A Faculdade de Direito da Universidade de São Paulo (USP) anulou nesta quinta-feira, 6, o concurso para professor doutor que havia sido questionado pela apresentação de cartas de recomendação assinadas por ministros do Supremo Tribunal Federal (STF), do Superior Tribunal de Justiça (STJ) e outras autoridades. A unidade deverá realizar um novo processo seletivo para preencher a vaga.
O concurso estava sob questionamento desde março do ano passado, quando veio a público que Rafael Campos Soares da Fonseca havia incluído no memorial acadêmico cartas de autoridades do Judiciário e do Ministério Público. Rafael é filho do ministro do STJ Reynaldo Soares da Fonseca.
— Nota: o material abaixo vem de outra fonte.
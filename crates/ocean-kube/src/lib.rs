//! Ocean Kube - settings resolution and chart installation for Ocean
//!
//! This crate provides:
//! - **Sources**: Read cluster config and credentials from the environment, ConfigMaps and Secrets
//! - **Chains**: Combine sources in priority order, stopping once a value is complete
//! - **Caching**: Resolve once, share the result, refresh on demand
//! - **Values Builders**: Compute chart values and layer user overrides on top
//! - **Installers**: Drive chart install/upgrade/uninstall through a named registry
//! - **Object Store**: Kubernetes-backed and in-memory access to ConfigMaps and Secrets

pub mod builder;
pub mod cache;
pub mod chain;
pub mod env;
pub mod error;
pub mod installer;
pub mod resolvers;
pub mod settings;
pub mod source;
pub mod store;

pub use builder::{
    BuilderBase, ControllerValuesBuilder, OperatorValuesBuilder, ValuesBuilder,
    build_with_override,
};
pub use cache::Cache;
pub use chain::{Chain, Resolver};
pub use env::{Environment, MapEnv, ProcessEnv};
pub use error::{ErrorKind, ResolveError, Result, StoreError};
pub use installer::{
    ChartInstaller, ChartSpec, HelmInstaller, InstallLog, InstallerCall, InstallerConfig,
    InstallerFactory, InstallerRegistry, RecordingInstaller, TracingLog, VerboseLog,
};
pub use resolvers::{ConfigCache, CredentialsCache, Resolvers};
pub use settings::{ChartSettings, ObjectRef, ResolverSettings, Settings};
pub use source::{
    ConfigMapSource, EnvConfigSource, EnvCredentialsSource, Retrieval, SecretSource, Source,
};
pub use store::{
    KubeObjectStore, MockObjectStore, ObjectKey, ObjectStore, StoreCounts, StoredObject,
};
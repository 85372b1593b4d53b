//! Sources of cluster config and credentials
//!
//! Each source reads one origin and reports what it found:
//! - **Environment**: fixed environment variables
//! - **ConfigMap**: the controller ConfigMap (cluster config)
//! - **Secret**: the controller Secret (credentials)
//!
//! A source may hand back a usable value *and* an error. Callers must keep
//! the value; the error only describes what went wrong along the way.

mod configmap;
mod env;
mod secret;

pub use configmap::{ConfigMapSource, KEY_ACD_IDENTIFIER, KEY_CLUSTER_IDENTIFIER};
pub use env::{EnvConfigSource, EnvCredentialsSource};
pub use secret::{KEY_ACCOUNT, KEY_TOKEN, SecretSource};

use async_trait::async_trait;
use ocean_core::Resolvable;

use crate::error::{ResolveError, Result};

/// Outcome of consulting a single source
#[derive(Debug)]
pub struct Retrieval<V> {
    /// Whatever the source found, possibly empty
    pub value: V,

    /// Failure encountered while reading, if any
    pub error: Option<ResolveError>,
}

impl<V: Resolvable> Retrieval<V> {
    pub fn ok(value: V) -> Self {
        Self { value, error: None }
    }

    pub fn failed(error: ResolveError) -> Self {
        Self {
            value: V::default(),
            error: Some(error),
        }
    }

    pub fn partial(value: V, error: ResolveError) -> Self {
        Self {
            value,
            error: Some(error),
        }
    }

    /// Strict view: any error fails the retrieval
    pub fn into_result(self) -> Result<V> {
        match self.error {
            Some(e) => Err(e),
            None => Ok(self.value),
        }
    }
}

/// A single origin of a resolvable value
#[async_trait]
pub trait Source<V: Resolvable>: Send + Sync {
    /// Human-readable name, used in logs
    fn name(&self) -> &str;

    /// Read the origin
    async fn retrieve(&self) -> Retrieval<V>;
}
A documentação motivou recurso de uma das candidatas, que alegou violação aos princípios da impessoalidade e da isonomia. Com a contestação, a Faculdade de Direito passou a analisar a regularidade do processo.
Entre as cartas apresentadas estavam documentos assinados pelos ministros do STF André Mendonça, Dias Toffoli, Edson Fachin e Gilmar Mendes. Rafael também apresentou recomendações dos ministros do STJ Ribeiro Dantas e Gurgel de Faria, colegas de seu pai na Corte, além de uma carta do procurador-geral da República, Paulo Gonet, entre outras autoridades.
A apresentação das cartas também provocou questionamentos dentro da comunidade acadêmica.